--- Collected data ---
____
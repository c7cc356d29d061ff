//! Field validation shared by the entities.

use super::error::SchedulingError;

/// Upper bound (in characters) for every display name.
pub const MAX_NAME_CHARS: usize = 255;

/// Trim and bound-check a required display name.
pub(crate) fn validate_name(field: &'static str, value: &str) -> Result<String, SchedulingError> {
    let trimmed = value.trim();
    if trimmed.is_empty() {
        return Err(SchedulingError::validation(field, "must not be empty"));
    }
    let chars = trimmed.chars().count();
    if chars > MAX_NAME_CHARS {
        return Err(SchedulingError::validation(
            field,
            format!("must be at most {MAX_NAME_CHARS} characters, got {chars}"),
        ));
    }
    Ok(trimmed.to_string())
}

/// Re-check a name loaded from storage. A bad row is an inconsistent record,
/// not caller input.
pub(crate) fn check_stored_name(entity: &'static str, id: impl ToString, field: &'static str, value: &str) -> Result<(), SchedulingError> {
    validate_name(field, value).map(|_| ()).map_err(|err| SchedulingError::InconsistentRecord {
        entity,
        id: id.to_string(),
        message: err.to_string(),
    })
}

/// Require `value >= min`.
pub(crate) fn validate_min(field: &'static str, value: i32, min: i32) -> Result<i32, SchedulingError> {
    if value < min {
        return Err(SchedulingError::validation(
            field,
            format!("must be >= {min}, got {value}"),
        ));
    }
    Ok(value)
}
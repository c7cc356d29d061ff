//! Tests for utility functions

use chrono::{Duration, TimeZone, Utc};
use prometheus_shift_slots::util::{init_tracing, Clock, FixedClock, SystemClock};

#[test]
fn test_fixed_clock_advances() {
    let start = Utc.with_ymd_and_hms(2024, 4, 1, 9, 0, 0).unwrap();
    let clock = FixedClock::new(start);
    assert_eq!(clock.now(), start);

    clock.advance(Duration::minutes(30));
    assert_eq!(clock.now(), start + Duration::minutes(30));
}

#[test]
fn test_fixed_clock_clones_share_time() {
    let start = Utc.with_ymd_and_hms(2024, 4, 1, 9, 0, 0).unwrap();
    let clock = FixedClock::new(start);
    let other = clock.clone();
    clock.set(start + Duration::hours(2));
    assert_eq!(other.now(), start + Duration::hours(2));
}

#[test]
fn test_system_clock_moves_forward() {
    let clock = SystemClock;
    let first = clock.now();
    assert!(clock.now() >= first);
}

#[test]
fn test_init_tracing_is_idempotent() {
    init_tracing();
    init_tracing();
}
____
--- What the task requires ---
Print out each line of the data exactly.

--- Expected answer ---
repository c7cc356d29d061ff
//! Field validation shared by the entities.

use super::error::SchedulingError;

/// Upper bound (in characters) for every display name.
pub const MAX_NAME_CHARS: usize = 255;

/// Trim and bound-check a required display name.
pub(crate) fn validate_name(field: &'static str, value: &str) -> Result<String, SchedulingError> {
    let trimmed = value.trim();
    if trimmed.is_empty() {
        return Err(SchedulingError::validation(field, "must not be empty"));
    }
    let chars = trimmed.chars().count();
    if chars > MAX_NAME_CHARS {
        return Err(SchedulingError::validation(
            field,
            format!("must be at most {MAX_NAME_CHARS} characters, got {chars}"),
        ));
    }
    Ok(trimmed.to_string())
}

/// Re-check a name loaded from storage. A bad row is an inconsistent record,
/// not caller input.
pub(crate) fn check_stored_name(entity: &'static str, id: impl ToString, field: &'static str, value: &str) -> Result<(), SchedulingError> {
    validate_name(field, value).map(|_| ()).map_err(|err| SchedulingError::InconsistentRecord {
        entity,
        id: id.to_string(),
        message: err.to_string(),
    })
}

/// Require `value >= min`.
pub(crate) fn validate_min(field: &'static str, value: i32, min: i32) -> Result<i32, SchedulingError> {
    if value < min {
        return Err(SchedulingError::validation(
            field,
            format!("must be >= {min}, got {value}"),
        ));
    }
    Ok(value)
}
repository c7cc356d29d061ff
//! Tests for utility functions

use chrono::{Duration, TimeZone, Utc};
use prometheus_shift_slots::util::{init_tracing, Clock, FixedClock, SystemClock};

#[test]
fn test_fixed_clock_advances() {
    let start = Utc.with_ymd_and_hms(2024, 4, 1, 9, 0, 0).unwrap();
    let clock = FixedClock::new(start);
    assert_eq!(clock.now(), start);

    clock.advance(Duration::minutes(30));
    assert_eq!(clock.now(), start + Duration::minutes(30));
}

#[test]
fn test_fixed_clock_clones_share_time() {
    let start = Utc.with_ymd_and_hms(2024, 4, 1, 9, 0, 0).unwrap();
    let clock = FixedClock::new(start);
    let other = clock.clone();
    clock.set(start + Duration::hours(2));
    assert_eq!(other.now(), start + Duration::hours(2));
}

#[test]
fn test_system_clock_moves_forward() {
    let clock = SystemClock;
    let first = clock.now();
    assert!(clock.now() >= first);
}

#[test]
fn test_init_tracing_is_idempotent() {
    init_tracing();
    init_tracing();
}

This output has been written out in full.